#### Source data

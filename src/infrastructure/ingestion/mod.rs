//! Document ingestion infrastructure
//!
//! This module provides the concrete decoders behind the ingestion traits and
//! the `DocumentIngestor` that dispatches between them.

pub mod ingestor;
pub mod parsers;

// Re-export parsers
pub use parsers::{JsonRecordDecoder, PdfTextExtractor};

// Re-export ingestor
pub use ingestor::DocumentIngestor;
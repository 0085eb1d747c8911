//! Statement ingestion: content-type dispatch over the document readers

use std::sync::Arc;

use tracing::debug;

use crate::domain::DomainError;
use crate::domain::customer::CustomerRecord;
use crate::domain::ingestion::{
    DocumentKind, RequestDocument, StructuredDecoder, TextExtractor, extract_statement_fields,
};

use super::parsers::{JsonRecordDecoder, PdfTextExtractor};

/// Turns an uploaded statement into a customer record
///
/// JSON statements are decoded strictly. PDF statements are rendered to text
/// and scanned for labelled fields, so a PDF never fails just because a field
/// is missing.
#[derive(Debug, Clone)]
pub struct DocumentIngestor {
    decoder: Arc<dyn StructuredDecoder>,
    extractor: Arc<dyn TextExtractor>,
}

impl DocumentIngestor {
    /// Create an ingestor with custom readers
    pub fn new(decoder: Arc<dyn StructuredDecoder>, extractor: Arc<dyn TextExtractor>) -> Self {
        Self { decoder, extractor }
    }

    /// Ingest a payload according to its declared content type
    pub fn ingest(
        &self,
        bytes: &[u8],
        declared_content_type: &str,
    ) -> Result<CustomerRecord, DomainError> {
        let kind = DocumentKind::from_content_type(declared_content_type)
            .ok_or_else(|| DomainError::unsupported_document_type(declared_content_type))?;

        debug!(kind = %kind, size = bytes.len(), "Ingesting statement");

        match kind {
            DocumentKind::Structured => self.decoder.decode(bytes),
            DocumentKind::Rendered => {
                let text = self.extractor.extract_text(bytes)?;
                let record = extract_statement_fields(&text);

                let missing = record.missing_fields();
                if !missing.is_empty() {
                    debug!(missing = ?missing, "Statement fields not found in text");
                }

                Ok(record)
            }
        }
    }

    /// Ingest an uploaded document
    pub fn ingest_document(&self, document: &RequestDocument) -> Result<CustomerRecord, DomainError> {
        self.ingest(&document.content, document.declared_content_type())
    }
}

impl Default for DocumentIngestor {
    fn default() -> Self {
        Self::new(
            Arc::new(JsonRecordDecoder::new()),
            Arc::new(PdfTextExtractor::new()),
        )
    }
}
//! Application configuration

mod app_config;

pub use app_config::{
    AppConfig, DEFAULT_MAX_FILE_BYTES, LogFormat, LoggingConfig, ServerConfig, UploadConfig,
};
//! Customer record value type

use serde::{Deserialize, Serialize};

/// Placeholder for a field that could not be located in a document
pub const NOT_FOUND: &str = "Not Found";

/// Normalized customer data returned by every verification endpoint
///
/// All three fields are always present. A field that could not be extracted
/// holds [`NOT_FOUND`] rather than being omitted.
#[derive(Debug, Clone, PartialEq, Eq, Hash, Serialize, Deserialize)]
#[serde(rename_all = "camelCase", deny_unknown_fields)]
pub struct CustomerRecord {
    first_name: String,
    last_name: String,
    address: String,
}

impl CustomerRecord {
    /// Create a new record
    pub fn new(
        first_name: impl Into<String>,
        last_name: impl Into<String>,
        address: impl Into<String>,
    ) -> Self {
        Self {
            first_name: first_name.into(),
            last_name: last_name.into(),
            address: address.into(),
        }
    }

    /// Create a record with every field set to [`NOT_FOUND`]
    pub fn not_found() -> Self {
        Self::new(NOT_FOUND, NOT_FOUND, NOT_FOUND)
    }

    pub fn first_name(&self) -> &str {
        &self.first_name
    }

    pub fn last_name(&self) -> &str {
        &self.last_name
    }

    pub fn address(&self) -> &str {
        &self.address
    }

    /// Fields that hold the [`NOT_FOUND`] placeholder, by JSON name
    pub fn missing_fields(&self) -> Vec<&'static str> {
        [
            ("firstName", &self.first_name),
            ("lastName", &self.last_name),
            ("address", &self.address),
        ]
        .into_iter()
        .filter(|(_, value)| value.as_str() == NOT_FOUND)
        .map(|(name, _)| name)
        .collect()
    }
}
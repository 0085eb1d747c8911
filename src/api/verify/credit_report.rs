//! Credit report endpoint

use axum::{Json, extract::State};
use tracing::debug;

use crate::api::state::AppState;
use crate::api::types::{CreditReportQuery, Query};
use crate::domain::customer::CustomerRecord;
use crate::domain::variation::CREDIT_REPORT_ADDRESS;

/// GET /credit-report
/// Simulate a credit bureau's answer to a customer lookup
pub async fn get_credit_report(
    State(state): State<AppState>,
    Query(query): Query<CreditReportQuery>,
) -> Json<CustomerRecord> {
    let generator = &state.credit_report_generator;
    let variation =
        generator.generate_variation(&query.first_name, &query.last_name, CREDIT_REPORT_ADDRESS);

    debug!(
        profile = %generator.profile().name,
        band = %variation.band,
        "Generated mock credit report"
    );

    Json(variation.record)
}
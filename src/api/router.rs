use axum::{Router, extract::DefaultBodyLimit, middleware, routing::get};
use tower_http::request_id::{MakeRequestUuid, PropagateRequestIdLayer, SetRequestIdLayer};
use tower_http::trace::TraceLayer;

use super::health;
use super::middleware::logging_middleware;
use super::state::AppState;
use super::verify;

/// Create the full router with application state
pub fn create_router_with_state(state: AppState) -> Router {
    let max_body = state.upload.max_file_bytes;

    Router::new()
        // Health endpoints
        .route("/health", get(health::health_check))
        .route("/live", get(health::live_check))
        // Verification API
        .merge(verify::create_verify_router())
        // Add state and middleware
        .with_state(state)
        .layer(DefaultBodyLimit::max(max_body))
        .layer(middleware::from_fn(logging_middleware))
        .layer(PropagateRequestIdLayer::x_request_id())
        .layer(TraceLayer::new_for_http())
        .layer(SetRequestIdLayer::x_request_id(MakeRequestUuid))
}

#[cfg(test)]
mod tests {
    use std::sync::Arc;

    use axum::{
        body::{Body, to_bytes},
        http::{Request, StatusCode},
        response::Response,
    };
    use tower::ServiceExt;

    use super::*;
    use crate::config::UploadConfig;
    use crate::domain::customer::{CustomerRecord, NOT_FOUND};
    use crate::domain::variation::FixedRandomSource;
    use crate::infrastructure::ingestion::{DocumentIngestor, parsers::fixtures};

    const BOUNDARY: &str = "statement-boundary";

    fn app_with_draw(draw: f64) -> Router {
        app_with(draw, UploadConfig::default())
    }

    fn app_with(draw: f64, upload: UploadConfig) -> Router {
        let state = AppState::new(
            DocumentIngestor::default(),
            Arc::new(FixedRandomSource::constant(draw)),
            upload,
        );
        create_router_with_state(state)
    }

    fn upload_request(
        part_name: &str,
        filename: &str,
        content_type: Option<&str>,
        body: &[u8],
    ) -> Request<Body> {
        let mut data = format!(
            "--{}\r\nContent-Disposition: form-data; name=\"{}\"; filename=\"{}\"\r\n",
            BOUNDARY, part_name, filename
        )
        .into_bytes();
        if let Some(content_type) = content_type {
            data.extend_from_slice(format!("Content-Type: {}\r\n", content_type).as_bytes());
        }
        data.extend_from_slice(b"\r\n");
        data.extend_from_slice(body);
        data.extend_from_slice(format!("\r\n--{}--\r\n", BOUNDARY).as_bytes());

        Request::builder()
            .method("POST")
            .uri("/verify/bank-statement")
            .header(
                "content-type",
                format!("multipart/form-data; boundary={}", BOUNDARY),
            )
            .body(Body::from(data))
            .unwrap()
    }

    fn get_request(uri: &str) -> Request<Body> {
        Request::builder().uri(uri).body(Body::empty()).unwrap()
    }

    fn post_request(uri: &str) -> Request<Body> {
        Request::builder()
            .method("POST")
            .uri(uri)
            .body(Body::empty())
            .unwrap()
    }

    async fn body_bytes(response: Response) -> Vec<u8> {
        to_bytes(response.into_body(), usize::MAX).await.unwrap().to_vec()
    }

    async fn record_of(response: Response) -> CustomerRecord {
        serde_json::from_slice(&body_bytes(response).await).unwrap()
    }

    #[tokio::test]
    async fn test_health() {
        let response = app_with_draw(0.1).oneshot(get_request("/health")).await.unwrap();

        assert_eq!(response.status(), StatusCode::OK);
        let json: serde_json::Value = serde_json::from_slice(&body_bytes(response).await).unwrap();
        assert_eq!(json["status"], "healthy");
    }

    #[tokio::test]
    async fn test_live() {
        let response = app_with_draw(0.1).oneshot(get_request("/live")).await.unwrap();
        assert_eq!(response.status(), StatusCode::OK);
    }

    #[tokio::test]
    async fn test_response_carries_request_id() {
        let response = app_with_draw(0.1).oneshot(get_request("/health")).await.unwrap();
        assert!(response.headers().contains_key("x-request-id"));
    }

    #[tokio::test]
    async fn test_verify_json_statement() {
        let json = br#"{"firstName": "John", "lastName": "Doe", "address": "123 Main St"}"#;
        let request = upload_request("file", "statement.json", Some("application/json"), json);

        let response = app_with_draw(0.1).oneshot(request).await.unwrap();

        assert_eq!(response.status(), StatusCode::OK);
        assert_eq!(
            record_of(response).await,
            CustomerRecord::new("John", "Doe", "123 Main St")
        );
    }

    #[tokio::test]
    async fn test_verify_pdf_statement() {
        let pdf = fixtures::text_pdf(&["First Name: Alice", "Last Name: Smith"]);
        let request = upload_request("file", "statement.pdf", Some("application/pdf"), &pdf);

        let response = app_with_draw(0.1).oneshot(request).await.unwrap();

        assert_eq!(response.status(), StatusCode::OK);
        assert_eq!(
            record_of(response).await,
            CustomerRecord::new("Alice", "Smith", NOT_FOUND)
        );
    }

    #[tokio::test]
    async fn test_verify_unsupported_type_is_bare_bad_request() {
        let request = upload_request("file", "statement.txt", Some("text/plain"), b"First Name: A");

        let response = app_with_draw(0.1).oneshot(request).await.unwrap();

        assert_eq!(response.status(), StatusCode::BAD_REQUEST);
        assert!(body_bytes(response).await.is_empty());
    }

    #[tokio::test]
    async fn test_verify_malformed_json_is_bare_bad_request() {
        let request = upload_request("file", "statement.json", Some("application/json"), b"{oops");

        let response = app_with_draw(0.1).oneshot(request).await.unwrap();

        assert_eq!(response.status(), StatusCode::BAD_REQUEST);
        assert!(body_bytes(response).await.is_empty());
    }

    #[tokio::test]
    async fn test_verify_corrupted_pdf_is_bad_request() {
        let request = upload_request("file", "statement.pdf", Some("application/pdf"), b"garbage");

        let response = app_with_draw(0.1).oneshot(request).await.unwrap();

        assert_eq!(response.status(), StatusCode::BAD_REQUEST);
    }

    #[tokio::test]
    async fn test_verify_missing_file_part() {
        let request = upload_request("document", "statement.json", Some("application/json"), b"{}");

        let response = app_with_draw(0.1).oneshot(request).await.unwrap();

        assert_eq!(response.status(), StatusCode::BAD_REQUEST);
        assert!(body_bytes(response).await.is_empty());
    }

    #[tokio::test]
    async fn test_verify_requires_multipart() {
        let request = Request::builder()
            .method("POST")
            .uri("/verify/bank-statement")
            .header("content-type", "application/json")
            .body(Body::from(r#"{"firstName": "A", "lastName": "B", "address": "C"}"#))
            .unwrap();

        let response = app_with_draw(0.1).oneshot(request).await.unwrap();

        assert_eq!(response.status(), StatusCode::BAD_REQUEST);
        assert!(body_bytes(response).await.is_empty());
    }

    #[tokio::test]
    async fn test_verify_octet_stream_rejected_by_default() {
        let json = br#"{"firstName": "A", "lastName": "B", "address": "C"}"#;
        let request =
            upload_request("file", "statement.json", Some("application/octet-stream"), json);

        let response = app_with_draw(0.1).oneshot(request).await.unwrap();

        assert_eq!(response.status(), StatusCode::BAD_REQUEST);
    }

    #[tokio::test]
    async fn test_verify_octet_stream_inferred_when_enabled() {
        let upload = UploadConfig {
            infer_content_type_from_filename: true,
            ..UploadConfig::default()
        };
        let json = br#"{"firstName": "A", "lastName": "B", "address": "C"}"#;
        let request =
            upload_request("file", "statement.json", Some("application/octet-stream"), json);

        let response = app_with(0.1, upload).oneshot(request).await.unwrap();

        assert_eq!(response.status(), StatusCode::OK);
        assert_eq!(record_of(response).await, CustomerRecord::new("A", "B", "C"));
    }

    #[tokio::test]
    async fn test_verify_body_limit() {
        let upload = UploadConfig {
            max_file_bytes: 64,
            ..UploadConfig::default()
        };
        let request = upload_request("file", "big.json", Some("application/json"), &[b' '; 1024]);

        let response = app_with(0.1, upload).oneshot(request).await.unwrap();

        assert!(response.status().is_client_error());
    }

    #[tokio::test]
    async fn test_mock_bank_statement_exact_match() {
        let uri = "/bank-statement?firstName=John&lastName=Doe&address=123%20Main%20St";

        let response = app_with_draw(0.1).oneshot(post_request(uri)).await.unwrap();

        assert_eq!(response.status(), StatusCode::OK);
        assert_eq!(
            record_of(response).await,
            CustomerRecord::new("John", "Doe", "123 Main St")
        );
    }

    #[tokio::test]
    async fn test_mock_bank_statement_partial_mismatch() {
        let uri = "/bank-statement?firstName=John&lastName=Doe&address=23%20Main%20St";

        let response = app_with_draw(0.85).oneshot(post_request(uri)).await.unwrap();

        assert_eq!(
            record_of(response).await,
            CustomerRecord::new("John", "Doh", "123 Main St")
        );
    }

    #[tokio::test]
    async fn test_mock_bank_statement_full_mismatch_via_get() {
        let uri = "/bank-statement?firstName=John&lastName=Doe&address=123%20Main%20St";

        let response = app_with_draw(0.95).oneshot(get_request(uri)).await.unwrap();

        assert_eq!(response.status(), StatusCode::OK);
        assert_eq!(
            record_of(response).await,
            CustomerRecord::new("Jane", "Smith", "123 Main St")
        );
    }

    #[tokio::test]
    async fn test_mock_bank_statement_missing_param() {
        let uri = "/bank-statement?firstName=John&lastName=Doe";

        let response = app_with_draw(0.1).oneshot(post_request(uri)).await.unwrap();

        assert_eq!(response.status(), StatusCode::BAD_REQUEST);
        let json: serde_json::Value = serde_json::from_slice(&body_bytes(response).await).unwrap();
        assert_eq!(json["error"]["type"], "invalid_request_error");
        assert_eq!(json["error"]["code"], "query_parse_error");
    }

    #[tokio::test]
    async fn test_credit_report_exact_match() {
        let uri = "/credit-report?firstName=John&lastName=Doe&ssn=999-99-9999";

        let response = app_with_draw(0.1).oneshot(get_request(uri)).await.unwrap();

        assert_eq!(response.status(), StatusCode::OK);
        let body = body_bytes(response).await;
        assert!(!String::from_utf8_lossy(&body).contains("999-99-9999"));
        assert_eq!(
            serde_json::from_slice::<CustomerRecord>(&body).unwrap(),
            CustomerRecord::new("John", "Doe", "123 Main St, Anytown, USA")
        );
    }

    #[tokio::test]
    async fn test_credit_report_partial_mismatch() {
        let uri = "/credit-report?firstName=John&lastName=Doe&ssn=1";

        let response = app_with_draw(0.8).oneshot(get_request(uri)).await.unwrap();

        assert_eq!(
            record_of(response).await,
            CustomerRecord::new("John", "Doh", "123 Main Street, Anytown, USA")
        );
    }

    #[tokio::test]
    async fn test_credit_report_full_mismatch() {
        let uri = "/credit-report?firstName=John&lastName=Doe&ssn=1";

        let response = app_with_draw(0.9).oneshot(get_request(uri)).await.unwrap();

        assert_eq!(
            record_of(response).await,
            CustomerRecord::new("Jane", "Smith", "456 Other Ave, Elsewhere, USA")
        );
    }

    #[tokio::test]
    async fn test_credit_report_requires_ssn() {
        let uri = "/credit-report?firstName=John&lastName=Doe";

        let response = app_with_draw(0.1).oneshot(get_request(uri)).await.unwrap();

        assert_eq!(response.status(), StatusCode::BAD_REQUEST);
    }

    #[tokio::test]
    async fn test_credit_report_rejects_post() {
        let uri = "/credit-report?firstName=John&lastName=Doe&ssn=1";

        let response = app_with_draw(0.1).oneshot(post_request(uri)).await.unwrap();

        assert_eq!(response.status(), StatusCode::METHOD_NOT_ALLOWED);
    }
}
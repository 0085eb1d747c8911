use clap::Parser;
use verification_service::cli::{self, Cli, Command};

#[tokio::main]
async fn main() -> anyhow::Result<()> {
    let cli = Cli::parse();

    match cli.command {
        Command::Serve(args) => cli::serve::run(args).await,
    }
}
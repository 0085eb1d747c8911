//! Document ingestion domain types and traits
//!
//! This module provides:
//! - `DocumentKind` dispatch from a declared content type
//! - `StructuredDecoder` and `TextExtractor` traits for reading documents
//! - A field matcher table for pulling customer details out of free text

pub mod decoder;
pub mod document;
pub mod fields;

// Re-export main types
pub use decoder::{StructuredDecoder, TextExtractor};
pub use document::{DocumentKind, JSON_MIME, PDF_MIME, RequestDocument};
pub use fields::{
    CaptureRule, FieldMatcher, RecordField, extract_fields, extract_statement_fields,
    statement_matchers,
};

// Re-export mocks for testing
#[cfg(test)]
pub use decoder::mock::{MockStructuredDecoder, MockTextExtractor};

########

▸ Work instructions
Identify the lines in the entries above that contain "SetRequestIdLayer", then copy them out.

▸ Exercise result
use tower_http::request_id::{MakeRequestUuid, PropagateRequestIdLayer, SetRequestIdLayer};
        .layer(SetRequestIdLayer::x_request_id(MakeRequestUuid))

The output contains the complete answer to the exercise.